Somalia's militant Islamist al Shaabab group has taken credit [1] for the recent bombing that targeted two Ethiopian restaurants and killed at least 20 and wounded more than 100 people.
Reuters reporter Aweys Yusuf has described al Shaabab as "the hardline military wing of the Islamist movement that briefly controlled Mogadishu in the second half of 2006 and wanted to put Somalia under Islamic law until the government and Ethiopia defeated it."
Acknowledgment of the event helps lift it out of the mysteries, if you will, of violence in one of the most war torn regions of the world and returns it to tit-for-tat state security vs. terrorist rules, familiar territory worldwide.
I don't recall whether I hit the "Send" or "Submit" (quite appropriate) button on what follows in relation to a question on a Reuters AlertNet blog repost, but the question addressed, naively, roughly, was how to keep soldiers from killing civilians.
My answer:
The very best way of keeping soldiers from killing civilians is to keep peace installed and politicized street violence at bay.

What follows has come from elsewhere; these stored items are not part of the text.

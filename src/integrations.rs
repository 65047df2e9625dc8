//! Build integrations.
//!
//! An integration runs after pages are written and may add files to the
//! output. Which integrations run depends on the config, most importantly on
//! the build mode:
//!
//! | Integration | Registered when                 |
//! |-------------|---------------------------------|
//! | `sitemap`   | `[build.sitemap].enable`        |
//! | `admin`     | build mode is not `production`  |

use crate::{
    admin::AdminIntegration, build::BuildReport, config::SiteConfig,
    generator::sitemap::SitemapIntegration,
};
use anyhow::Result;

pub trait Integration: Send + Sync {
    fn name(&self) -> &'static str;

    /// Write this integration's output for a finished build.
    fn emit(&self, config: &SiteConfig, report: &BuildReport) -> Result<()>;
}

/// Integrations for the current config, in run order.
pub fn registered(config: &SiteConfig) -> Vec<Box<dyn Integration>> {
    let mut list: Vec<Box<dyn Integration>> = Vec::new();
    if config.build.sitemap.enable {
        list.push(Box::new(SitemapIntegration));
    }
    if config.admin_enabled() {
        list.push(Box::new(AdminIntegration));
    }
    list
}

Once conflicts start, otherwise uninvolved persons bear the brunt of the horror.
Gangs and mobs kill unmindful of legal or logical niceties in determining the supposed culpability of those of a kind elegible as targets.
For terrorists, the bomb's the message, of course, and there's no accounting for any in the vicinity of its detonation.
For patrols and raiders, wrong place, wrong time, sorry.
Once conflicts become "conventional", so-called "collateral damage" and escalation take civilian lives. At the state level, there may be quite a disconnect between the extent of sanctioned murder and its political effects.
Dresden did not end WWII. [3]
If there's a mission as regards sparing civilian lives, it may be to undermine and kill wars before conflicts reach their flash points.
The prevalence of guerrilla warfare and terrorism as the predominant modes in contemporary warfare (knock on wood) may actually reflect success as regards the world's ability to fend off war between determined states.
War by proxy, war pursued by small organizations, and warfare practiced by private interests (warlords) require alterations in culture and language both, an issue I'm not going to drone into here.
Nice words.
Civilians who get butchered every which way in Hollywood movies get paid for showing up, get fed, and get to walk away.
In the conflict zones, all of them, civilians seem often more respected for their public relations value, at best, and are found otherwise in the way of assorted, self-appointed warriors whose campaigns would reflect their glory in war were they more inclined to confront their peers among men in the field.
It's a rare occasion in history when authoritarian and nominally proto-democratic state authorities prove more concerned with the lives of mere civilians--i.e., disinterested and unarmed men, women, and children--than the freedom fighters risen to save them, and that from something, who knows what, because it's certainly not disease, hunger, poverty, disenfranchisement, displacement, fear, desparation, degradation, or death.
2. Abdiquani, Hassan. "At least 20 killed in Somali port blast: Governor." Reuters, February 5, 2008.
3. "Bombing of Dresden in World War II." Wikipedia, as experienced February 7, 2008.